Until now, downtown Las Vegas had “all of the downside of developing in an urban location … and none of the clear upside,” said Adam Ducker, director of urban real estate at consulting firm RCLCO.

It wasn’t obvious that developers could get better rents than in places like Summerlin, he said, and it’s “not even clear” for tenants that downtown is a better place to live.

But, Ducker noted, apartment rents are climbing across Las Vegas, making projects more feasible.

Eric Cohen, co-founder of The Calida Group, which is among the bigger apartment developers in Las Vegas, said his company is “poking around” downtown for potential project sites. He likes the locations, but whether a project makes sense financially “is another story.”

He’s looking for a bigger site to build at a lower density and keep his construction costs down. But he said landowners all think they have high-rise sites and are seeking “crazy numbers” from prospective buyers.

It doesn’t help that parts of downtown have boarded-up buildings, vacant lots and a history of drugs and prostitution.

“Downtown’s pretty spotty,” Cohen said, and there are only “certain areas people will want to live.”

‘Test the market’

Bill Arent, the city’s economic and urban development director, said the suburbs have been “the path of least resistance” for developers, as it’s “cheaper and easier” to build there.

Overall, Las Vegas’ apartment market has heated up with increased investor purchases, higher rents and more development. As a result, land prices have “gotten so aggressive in the suburbs that developers are looking downtown,” Arent said.

Other projects being built downtown are relatively small.
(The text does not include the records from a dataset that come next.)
//! Command-line and environment configuration for the `weather-odds` server.

use crate::climatology::fetcher::DEFAULT_POWER_URL;
use clap::Parser;
use log::LevelFilter;
use std::net::SocketAddr;
use std::time::Duration;

pub const DEFAULT_BIND: &str = "127.0.0.1:3001";

/// Serve heuristic extreme-weather odds for a place and date.
#[derive(Debug, Clone, Parser)]
#[command(name = "weather-odds", version, about)]
pub struct ServerArgs {
    /// Address to listen on.
    #[arg(long, env = "WEATHER_ODDS_BIND", default_value = DEFAULT_BIND)]
    pub bind: SocketAddr,

    /// NASA POWER monthly point endpoint.
    #[arg(long, env = "WEATHER_ODDS_POWER_URL", default_value = DEFAULT_POWER_URL)]
    pub power_url: String,

    /// Timeout for each upstream request, in seconds.
    #[arg(long, env = "WEATHER_ODDS_TIMEOUT_SECS", default_value_t = 30)]
    pub timeout_secs: u64,

    /// Log level used when RUST_LOG is not set.
    #[arg(long, default_value_t = LevelFilter::Info)]
    pub log_level: LevelFilter,
}

impl ServerArgs {
    pub fn upstream_timeout(&self) -> Duration {
        Duration::from_secs(self.timeout_secs)
    }
}

#[cfg(test)]
mod tests {
    use super::*;

    #[test]
    fn test_defaults() {
        let args = ServerArgs::try_parse_from(["weather-odds"]).unwrap();
        assert_eq!(args.bind, DEFAULT_BIND.parse::<SocketAddr>().unwrap());
        assert_eq!(args.power_url, DEFAULT_POWER_URL);
        assert_eq!(args.upstream_timeout(), Duration::from_secs(30));
        assert_eq!(args.log_level, LevelFilter::Info);
    }

    #[test]
    fn test_overrides() {
        let args = ServerArgs::try_parse_from([
            "weather-odds",
            "--bind",
            "0.0.0.0:8080",
            "--power-url",
            "http://localhost:9000/point",
            "--timeout-secs",
            "5",
            "--log-level",
            "debug",
        ])
        .unwrap();
        assert_eq!(args.bind.port(), 8080);
        assert_eq!(args.power_url, "http://localhost:9000/point");
        assert_eq!(args.upstream_timeout(), Duration::from_secs(5));
        assert_eq!(args.log_level, LevelFilter::Debug);
    }

    #[test]
    fn test_rejects_bad_bind_address() {
        assert!(ServerArgs::try_parse_from(["weather-odds", "--bind", "nowhere"]).is_err());
    }
}
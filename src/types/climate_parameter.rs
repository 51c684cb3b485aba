//! Defines the climate parameters requested from NASA POWER and the names they
//! carry on the wire and in the API response.

use std::fmt;

/// A monthly-averaged quantity fetched from the climatology source.
#[derive(Debug, Clone, Copy, PartialEq, Eq, Hash)]
pub enum ClimateParameter {
    /// Air temperature at 2 metres, °C.
    Temperature,
    /// Relative humidity at 2 metres, %.
    RelativeHumidity,
    /// Bias-corrected total precipitation, mm/day.
    Precipitation,
    /// Wind speed at 10 metres, m/s.
    WindSpeed,
}

impl ClimateParameter {
    pub const ALL: [ClimateParameter; 4] = [
        ClimateParameter::Temperature,
        ClimateParameter::RelativeHumidity,
        ClimateParameter::Precipitation,
        ClimateParameter::WindSpeed,
    ];

    /// Name used in the POWER `parameters` query and response object.
    pub(crate) fn api_name(&self) -> &'static str {
        match self {
            ClimateParameter::Temperature => "T2M",
            ClimateParameter::RelativeHumidity => "RH2M",
            ClimateParameter::Precipitation => "PRECTOTCORR",
            ClimateParameter::WindSpeed => "WS10M",
        }
    }

    /// Older names POWER has served the same series under.
    pub(crate) fn api_aliases(&self) -> &'static [&'static str] {
        match self {
            ClimateParameter::Precipitation => &["PRECTOT"],
            _ => &[],
        }
    }

    /// Key used for this parameter in the `raw` block of a probability result.
    pub fn raw_key(&self) -> &'static str {
        match self {
            ClimateParameter::Precipitation => "PRECTOT",
            other => other.api_name(),
        }
    }

    pub(crate) fn query_list() -> String {
        Self::ALL
            .iter()
            .map(ClimateParameter::api_name)
            .collect::<Vec<_>>()
            .join(",")
    }
}

/// Formats a `ClimateParameter` using its response key.
///
/// # Examples
///
/// ```
/// use weather_odds::ClimateParameter;
///
/// assert_eq!(ClimateParameter::Temperature.to_string(), "T2M");
/// assert_eq!(ClimateParameter::Precipitation.to_string(), "PRECTOT");
/// ```
impl fmt::Display for ClimateParameter {
    fn fmt(&self, f: &mut fmt::Formatter<'_>) -> fmt::Result {
        write!(f, "{}", self.raw_key())
    }
}
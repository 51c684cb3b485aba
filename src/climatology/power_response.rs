//! Conversion of a NASA POWER point response into a [`ClimatologyRecord`].
//!
//! Only `properties.parameter` is read. Each parameter maps to an object keyed by
//! month. The monthly endpoint keys by `YYYYMM` (with `YYYY13` carrying the annual
//! mean), the climatology endpoint by `JAN`..`DEC` (plus `ANN`). Plain `1`..`12`
//! keys and bare twelve-element arrays are accepted as well.
//!
//! The body is walked as an untyped [`Value`] so that an unexpected shape anywhere
//! degrades to missing data instead of failing the whole response. A month whose
//! value is not a number is missing; its siblings are kept.

use crate::types::climate_parameter::ClimateParameter;
use crate::types::climatology_record::{ClimatologyRecord, MonthlySeries};
use crate::types::month::Month;
use serde_json::{Map, Value};

/// POWER marks missing data with this value.
const FILL_VALUE: f64 = -999.0;

/// Returns `None` when the response has no `properties.parameter` object.
pub(crate) fn record_from_response(response: &Value) -> Option<ClimatologyRecord> {
    let parameters = response
        .get("properties")
        .and_then(|properties| properties.get("parameter"))
        .and_then(Value::as_object)?;

    let mut record = ClimatologyRecord::default();
    for parameter in ClimateParameter::ALL {
        *record.series_mut(parameter) = std::iter::once(parameter.api_name())
            .chain(parameter.api_aliases().iter().copied())
            .find_map(|name| parameters.get(name))
            .and_then(series_from_value);
    }

    Some(record)
}

fn series_from_value(values: &Value) -> Option<MonthlySeries> {
    match values {
        Value::Object(map) => Some(series_from_keyed(map)),
        Value::Array(values) => {
            let mut series = MonthlySeries::default();
            for (month, value) in Month::all().zip(values) {
                series.set(month, value.as_f64().and_then(usable));
            }
            Some(series)
        }
        _ => None,
    }
}

fn series_from_keyed(map: &Map<String, Value>) -> MonthlySeries {
    let mut series = MonthlySeries::default();
    for (key, value) in map {
        if let Some(month) = month_from_key(key) {
            series.set(month, value.as_f64().and_then(usable));
        }
    }
    series
}

fn usable(value: f64) -> Option<f64> {
    (value.is_finite() && value > FILL_VALUE).then_some(value)
}

/// Maps a POWER month key to its month. Annual keys (`ANN`, `YYYY13`) map to `None`.
fn month_from_key(key: &str) -> Option<Month> {
    let key = key.trim();
    if !key.is_empty() && key.bytes().all(|b| b.is_ascii_digit()) {
        let month_digits = match key.len() {
            1 | 2 => key,
            6 => &key[4..],
            _ => return None,
        };
        return month_digits.parse().ok().and_then(Month::new);
    }
    Month::from_abbreviation(key)
}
The Benjamin, at Bonneville Avenue and Sixth Street, will have 12 homes and 4,800 square feet of commercial space, Schoeman said.

“We’re building this project to kind of test the market to see how much depth there is,” he said.

Leading the way is Fremont9. The project, next to Atomic Liquors, is being developed by Zappos chief Tony Hsieh’s Downtown Project and Arizona-based The Wolff Co.

At its ceremonial groundbreaking in 2016, a Wolff executive said the developers aimed to finish the project in the second quarter of 2017.

Downtown Project spokeswoman Megan Fazio cited construction-labor constraints for the delays but otherwise referred comment for this story to Wolff.

A Wolff spokeswoman did not respond to requests for comment this week.

Jonathan Fore, developer of the new 295-unit Lotus apartment complex in Las Vegas’ Chinatown area, said he would “rather do another deal right across the street … than go downtown.”

But he said he thinks investors will look to build downtown after Fremont9 opens, citing developers’ “herd mentality.”

“If someone succeeds,” Fore said, “someone else will try to do the same thing and succeed as well.”